While runners usually frustrate me in a book, I could understand her reluctance to risk the same pain again and found myself sympathetic to her struggle. I liked the way she fit in with the Garrison family and took care of her younger sisters. Though she was a little flighty in the romance department, for the most part she is a solid character with plenty of strength.

Jordan was so focused on hockey and his career, he didn’t stop to think about how Jessie would interpret events or what she saw televised. That oversight cost him hugely and drastically changed his outlook on everything. He has the requisite confident, professional athlete attitude, but is also down to earth around his family and longtime friends.

Their chemistry was rocky at times, but that also has something to do with six years of animosity, avoidance, and misunderstanding. Jessie had built up so many negative feelings to surround the love she had felt that it was sometimes hard to see what she used to feel under all that scar tissue. And Jordan’s attempts to forget what he felt for Jessie make it hard to feel sympathetic towards his heartbreak as well.

There was a lot of angst in this story. A lot. I kept wanting to force these two to sit down and hash out the events that drove them apart previously, because it was so obviously a misunderstanding. I had moments where I couldn’t believe one or the other didn’t just blurt out exactly what they had seen, or what their perspective was. But it was radio silence about the past. This was the biggest hurdle this book had for me. The lack of communication made it difficult to feel sympathy for either character and almost made me put the book down on several occasions.
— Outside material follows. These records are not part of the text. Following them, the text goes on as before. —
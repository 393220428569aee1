//! Generic CRUD over admin REST collections.

use crate::client::IdentityClient;
use crate::error::Result;
use reqwest::header::LOCATION;
use reqwest::{Method, Response, StatusCode};
use serde::de::DeserializeOwned;
use serde::Serialize;
use tracing::debug;

/// An entity living in an admin collection such as `users` or `groups`.
pub trait AdminResource: Serialize + DeserializeOwned + Send + Sync {
    /// Collection path segment under the realm.
    const COLLECTION: &'static str;
    /// Singular name used in operation labels and logs.
    const KIND: &'static str;

    fn id(&self) -> Option<&str>;
    fn set_id(&mut self, id: String);
}

impl IdentityClient {
    pub(crate) async fn list_resources<R: AdminResource>(
        &self,
        operation: &'static str,
    ) -> Result<Vec<R>> {
        let url = self.admin_url(&[R::COLLECTION])?;
        let items: Vec<R> = self.get_json(self.request(Method::GET, url), operation).await?;
        debug!(kind = R::KIND, count = items.len(), "Listed resources");
        Ok(items)
    }

    pub(crate) async fn get_resource<R: AdminResource>(
        &self,
        id: &str,
        operation: &'static str,
    ) -> Result<R> {
        let url = self.admin_url(&[R::COLLECTION, id])?;
        self.get_json(self.request(Method::GET, url), operation).await
    }

    /// POST the entity; accepts 201 or 204.
    ///
    /// The backend usually answers without a body, so the input is returned,
    /// carrying the id from the `Location` header when one is present.
    pub(crate) async fn create_resource<R: AdminResource>(
        &self,
        mut resource: R,
        operation: &'static str,
    ) -> Result<R> {
        let url = self.admin_url(&[R::COLLECTION])?;
        let builder = self.request(Method::POST, url).json(&resource);

        let response = self
            .send(
                builder,
                &[StatusCode::CREATED, StatusCode::NO_CONTENT],
                operation,
            )
            .await?;

        let location_id = location_id(&response);
        let body = response.bytes().await?;

        if let Ok(created) = serde_json::from_slice::<R>(&body) {
            return Ok(created);
        }

        if let Some(id) = location_id {
            resource.set_id(id);
        }
        debug!(kind = R::KIND, id = ?resource.id(), "Created resource");
        Ok(resource)
    }

    /// PUT the entity under the path id; accepts 204 only.
    pub(crate) async fn update_resource<R: AdminResource>(
        &self,
        id: &str,
        mut resource: R,
        operation: &'static str,
    ) -> Result<R> {
        let url = self.admin_url(&[R::COLLECTION, id])?;
        resource.set_id(id.to_string());
        let builder = self.request(Method::PUT, url).json(&resource);

        self.send(builder, &[StatusCode::NO_CONTENT], operation).await?;
        Ok(resource)
    }

    pub(crate) async fn delete_resource<R: AdminResource>(
        &self,
        id: &str,
        operation: &'static str,
    ) -> Result<()> {
        let url = self.admin_url(&[R::COLLECTION, id])?;
        self.send(
            self.request(Method::DELETE, url),
            &[StatusCode::NO_CONTENT],
            operation,
        )
        .await?;

        debug!(kind = R::KIND, id = %id, "Deleted resource");
        Ok(())
    }
}

/// Last path segment of the `Location` header, if any.
fn location_id(response: &Response) -> Option<String> {
    let location = response.headers().get(LOCATION)?.to_str().ok()?;
    let id = location.trim_end_matches('/').rsplit('/').next()?;
    (!id.is_empty()).then(|| id.to_string())
}
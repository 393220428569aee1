//! Main identity backend client.

use crate::auth::AuthClient;
use crate::error::{IdentityClientError, Result};
use crate::types::BackendConfig;
use reqwest::header::{HeaderValue, AUTHORIZATION};
use reqwest::{Client, Method, Request, RequestBuilder, Response, StatusCode, Url};
use serde::de::DeserializeOwned;
use std::time::Duration;
use tokio::sync::{Mutex, RwLock};
use tracing::{debug, error, info, warn};

/// Client for the identity backend's admin REST API.
///
/// The client owns the admin session token. Every outbound call reads the
/// current token; a 401 answer triggers one token refresh and one retry.
/// Resource operations (users, groups, memberships) are built on
/// [`IdentityClient::execute`].
///
/// # Example
///
/// ```ignore
/// use identity_client::{BackendConfig, IdentityClient};
///
/// let config = BackendConfig::new("http://localhost:8080", "master", "admin", "admin");
/// let client = IdentityClient::connect(config).await?;
///
/// let groups = client.list_groups_with_users().await?;
/// println!("Found {} groups", groups.len());
/// ```
pub struct IdentityClient {
    http: Client,
    base_url: Url,
    config: BackendConfig,
    token: RwLock<Option<String>>,
    refresh_lock: Mutex<()>,
}

impl std::fmt::Debug for IdentityClient {
    fn fmt(&self, f: &mut std::fmt::Formatter<'_>) -> std::fmt::Result {
        f.debug_struct("IdentityClient")
            .field("base_url", &self.base_url.as_str())
            .field("realm", &self.config.realm)
            .finish_non_exhaustive()
    }
}

impl IdentityClient {
    /// Create a new client with the given configuration.
    ///
    /// No network I/O happens here; the client starts without a token.
    pub fn new(config: BackendConfig) -> Result<Self> {
        if config.url.is_empty() {
            return Err(IdentityClientError::InvalidUrl("URL cannot be empty".into()));
        }

        let url = config.url.trim_end_matches('/');
        if !url.starts_with("http://") && !url.starts_with("https://") {
            return Err(IdentityClientError::InvalidUrl(
                "URL must start with http:// or https://".into(),
            ));
        }

        let base_url =
            Url::parse(url).map_err(|e| IdentityClientError::InvalidUrl(e.to_string()))?;

        let http = Client::builder()
            .timeout(Duration::from_secs(30))
            .connect_timeout(Duration::from_secs(10))
            .user_agent(format!("ms-user/{}", env!("CARGO_PKG_VERSION")))
            .build()?;

        Ok(Self {
            http,
            base_url,
            config,
            token: RwLock::new(None),
            refresh_lock: Mutex::new(()),
        })
    }

    /// Create a client and eagerly fetch the admin token.
    ///
    /// A failed initial fetch is logged and the client starts without a
    /// token; the first backend call then refreshes it on demand.
    pub async fn connect(config: BackendConfig) -> Result<Self> {
        let client = Self::new(config)?;

        match client.acquire_token().await {
            Ok(token) => {
                *client.token.write().await = Some(token);
                info!(url = %client.base_url, realm = %client.config.realm, "Connected to identity backend");
            }
            Err(e) => {
                error!(error = %e, "Failed to get admin token from identity backend");
            }
        }

        Ok(client)
    }

    /// Backend base URL (trailing slashes removed).
    pub fn base_url(&self) -> &Url {
        &self.base_url
    }

    /// Realm whose users and groups are managed.
    pub fn realm(&self) -> &str {
        &self.config.realm
    }

    /// Current admin session token.
    pub async fn token(&self) -> Option<String> {
        self.token.read().await.clone()
    }

    /// Replace the admin session token.
    pub async fn set_token(&self, token: impl Into<String>) {
        *self.token.write().await = Some(token.into());
    }

    /// Run the admin password grant without storing the result.
    pub async fn acquire_token(&self) -> Result<String> {
        AuthClient::new(&self.http, &self.base_url, &self.config)
            .acquire_token()
            .await
    }

    /// Fetch a new admin token and store it.
    pub async fn refresh_token(&self) -> Result<String> {
        let stale = self.token().await;
        self.refresh_token_if_stale(stale.as_deref()).await
    }

    /// Refresh unless another caller already replaced `stale`.
    ///
    /// Refreshes are serialised; a waiter that finds a different token in
    /// place after taking the lock reuses it instead of fetching again.
    async fn refresh_token_if_stale(&self, stale: Option<&str>) -> Result<String> {
        let _guard = self.refresh_lock.lock().await;

        if let Some(current) = self.token.read().await.as_deref() {
            if Some(current) != stale {
                debug!("Token already refreshed by a concurrent request");
                return Ok(current.to_string());
            }
        }

        let token = self.acquire_token().await?;
        *self.token.write().await = Some(token.clone());
        Ok(token)
    }

    /// Send a request with the admin token attached.
    ///
    /// On 401 the response is discarded, the token refreshed, and the
    /// request retried exactly once. The retried response is returned as-is,
    /// whatever its status.
    pub async fn execute(&self, request: Request) -> Result<Response> {
        let retry = request.try_clone();
        let token = self.token().await;

        let response = self.send_with_token(request, token.as_deref()).await?;
        if response.status() != StatusCode::UNAUTHORIZED {
            return Ok(response);
        }

        let Some(retry) = retry else {
            warn!("Request body cannot be replayed; returning 401 without retry");
            return Ok(response);
        };
        drop(response);

        info!("Token expired. Refreshing token and retrying request.");
        let fresh = self.refresh_token_if_stale(token.as_deref()).await?;

        self.send_with_token(retry, Some(&fresh)).await
    }

    async fn send_with_token(&self, mut request: Request, token: Option<&str>) -> Result<Response> {
        if let Some(token) = token {
            let value = HeaderValue::from_str(&format!("Bearer {token}")).map_err(|_| {
                IdentityClientError::AuthBackend("token is not a valid header value".to_string())
            })?;
            request.headers_mut().insert(AUTHORIZATION, value);
        }

        debug!(method = %request.method(), url = %request.url(), "Calling identity backend");
        Ok(self.http.execute(request).await?)
    }

    /// URL under `{base}/admin/realms/{realm}` with each segment percent-encoded.
    pub(crate) fn admin_url(&self, segments: &[&str]) -> Result<Url> {
        let mut url = self.base_url.clone();
        url.path_segments_mut()
            .map_err(|()| IdentityClientError::InvalidUrl(self.base_url.to_string()))?
            .pop_if_empty()
            .extend(["admin", "realms", self.config.realm.as_str()])
            .extend(segments);
        Ok(url)
    }

    pub(crate) fn request(&self, method: Method, url: Url) -> RequestBuilder {
        self.http.request(method, url)
    }

    /// Build, execute, and check the status against `accepted`.
    pub(crate) async fn send(
        &self,
        builder: RequestBuilder,
        accepted: &[StatusCode],
        operation: &'static str,
    ) -> Result<Response> {
        let response = self.execute(builder.build()?).await?;
        expect_status(response, accepted, operation).await
    }

    /// GET `url`, accept only 200, decode the body.
    pub(crate) async fn get_json<T: DeserializeOwned>(
        &self,
        builder: RequestBuilder,
        operation: &'static str,
    ) -> Result<T> {
        let response = self.send(builder, &[StatusCode::OK], operation).await?;
        let body = response.bytes().await?;

        serde_json::from_slice(&body).map_err(|e| {
            error!(operation, body = %String::from_utf8_lossy(&body), "Unable to decode backend response");
            IdentityClientError::Parse(format!("{operation}: {e}"))
        })
    }
}

/// Map a status outside `accepted` to [`IdentityClientError::BackendOperation`].
async fn expect_status(
    response: Response,
    accepted: &[StatusCode],
    operation: &'static str,
) -> Result<Response> {
    let status = response.status();
    if accepted.contains(&status) {
        return Ok(response);
    }

    let body = response.bytes().await?;
    let body = serde_json::from_slice::<serde_json::Value>(&body).ok();

    warn!(operation, status = %status, "Identity backend rejected request");
    Err(IdentityClientError::BackendOperation {
        operation,
        status: status.as_u16(),
        body,
    })
}
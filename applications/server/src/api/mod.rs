/// API route modules
pub mod extract;
pub mod groups;
pub mod health;
pub mod membership;
pub mod users;
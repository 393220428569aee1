/// Users API routes
use crate::{
    api::extract::JsonBody,
    error::{Result, ServerError},
    state::AppState,
};
use axum::{
    extract::{Path, Query, State},
    http::StatusCode,
    Json,
};
use identity_client::User;
use serde::Deserialize;

#[derive(Debug, Deserialize)]
pub struct SearchQuery {
    #[serde(default)]
    pub email: Option<String>,
}

/// GET /ms-user/v1/users
pub async fn list_users(State(app_state): State<AppState>) -> Result<Json<Vec<User>>> {
    let users = app_state.identity.list_users().await?;
    Ok(Json(users))
}

/// POST /ms-user/v1/users
/// Create a user; responds with the submitted user and any id the backend reported
pub async fn create_user(
    State(app_state): State<AppState>,
    JsonBody(user): JsonBody<User>,
) -> Result<(StatusCode, Json<User>)> {
    let user = app_state.identity.create_user(user).await?;
    Ok((StatusCode::CREATED, Json(user)))
}

/// GET /ms-user/v1/users/search?email=
pub async fn search_users(
    State(app_state): State<AppState>,
    Query(query): Query<SearchQuery>,
) -> Result<Json<Vec<User>>> {
    let email = query
        .email
        .filter(|email| !email.is_empty())
        .ok_or_else(|| ServerError::BadRequest("email query parameter is required".to_string()))?;

    let users = app_state.identity.search_users_by_email(&email).await?;
    Ok(Json(users))
}

/// GET /ms-user/v1/users/:id
pub async fn get_user(
    Path(id): Path<String>,
    State(app_state): State<AppState>,
) -> Result<Json<User>> {
    let user = app_state.identity.get_user(&id).await?;
    Ok(Json(user))
}

/// PUT /ms-user/v1/users/:id
pub async fn update_user(
    Path(id): Path<String>,
    State(app_state): State<AppState>,
    JsonBody(user): JsonBody<User>,
) -> Result<Json<User>> {
    let user = app_state.identity.update_user(&id, user).await?;
    Ok(Json(user))
}

/// DELETE /ms-user/v1/users/:id
pub async fn delete_user(
    Path(id): Path<String>,
    State(app_state): State<AppState>,
) -> Result<StatusCode> {
    app_state.identity.delete_user(&id).await?;
    Ok(StatusCode::NO_CONTENT)
}
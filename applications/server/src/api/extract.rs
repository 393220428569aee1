/// Request body extraction
use crate::error::ServerError;
use axum::{
    async_trait,
    extract::{FromRequest, Request},
    Json,
};
use serde::de::DeserializeOwned;

/// JSON body whose rejections render as `{"error": ...}` with status 400
#[derive(Debug, Clone, Copy, Default)]
pub struct JsonBody<T>(pub T);

#[async_trait]
impl<S, T> FromRequest<S> for JsonBody<T>
where
    T: DeserializeOwned,
    S: Send + Sync,
{
    type Rejection = ServerError;

    async fn from_request(req: Request, state: &S) -> Result<Self, Self::Rejection> {
        let Json(value) = Json::<T>::from_request(req, state)
            .await
            .map_err(|rejection| ServerError::Validation(rejection.body_text()))?;
        Ok(Self(value))
    }
}
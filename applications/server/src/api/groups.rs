/// Groups API routes
use crate::{api::extract::JsonBody, error::Result, state::AppState};
use axum::{
    extract::{Path, State},
    http::StatusCode,
    Json,
};
use identity_client::{Group, GroupWithUsers};

/// GET /ms-user/v1/groups
pub async fn list_groups(State(app_state): State<AppState>) -> Result<Json<Vec<Group>>> {
    let groups = app_state.identity.list_groups().await?;
    Ok(Json(groups))
}

/// POST /ms-user/v1/groups
pub async fn create_group(
    State(app_state): State<AppState>,
    JsonBody(group): JsonBody<Group>,
) -> Result<(StatusCode, Json<Group>)> {
    let group = app_state.identity.create_group(group).await?;
    Ok((StatusCode::CREATED, Json(group)))
}

/// GET /ms-user/v1/groups/with-users
/// Every group with its current members; fails as a whole if any group fails
pub async fn list_groups_with_users(
    State(app_state): State<AppState>,
) -> Result<Json<Vec<GroupWithUsers>>> {
    let groups = app_state.identity.list_groups_with_users().await?;
    Ok(Json(groups))
}

/// GET /ms-user/v1/groups/:id
pub async fn get_group(
    Path(id): Path<String>,
    State(app_state): State<AppState>,
) -> Result<Json<Group>> {
    let group = app_state.identity.get_group(&id).await?;
    Ok(Json(group))
}

/// PUT /ms-user/v1/groups/:id
pub async fn update_group(
    Path(id): Path<String>,
    State(app_state): State<AppState>,
    JsonBody(group): JsonBody<Group>,
) -> Result<Json<Group>> {
    let group = app_state.identity.update_group(&id, group).await?;
    Ok(Json(group))
}

/// DELETE /ms-user/v1/groups/:id
pub async fn delete_group(
    Path(id): Path<String>,
    State(app_state): State<AppState>,
) -> Result<StatusCode> {
    app_state.identity.delete_group(&id).await?;
    Ok(StatusCode::NO_CONTENT)
}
I haven’t read anything else by this author, but will definitely watch for the next book in this series. The interactions of the side characters, including Jessie’s sisters and Jordan’s brothers and teammates promise a lot of fun and drama to come. There were times I actually liked what was going on with the side characters more than the main characters, which leaves me hopeful for future books.

I was gifted a copy in exchange for an honest review.
Victoria Denault


Victoria Denault loves long walks on the beach, cinnamon dolce lattes and writing angst-filled romance. She lives in LA but grew up in Montreal, which is why she is fluent in English, French and hockey.

Top 5 Fun Facts about Victoria Denault

1. I've run the bulls in Pamplona, Spain – twice.
2. The title One More Shot was inspired by a song by a band named Kane.
3. The characters are from the fictitious town of Silver Bay, Maine. It's roughly based on Old Orchard Beach, Maine, but I swapped the ocean for a lake.
4. The relationship between the Caplan sisters (Jessie, Rose, Callie) is inspired by the relationship I had with my best friends growing up.
5. I LOVE hockey and was lucky enough to be at a Stanley Cup winning game. Total bucket list item.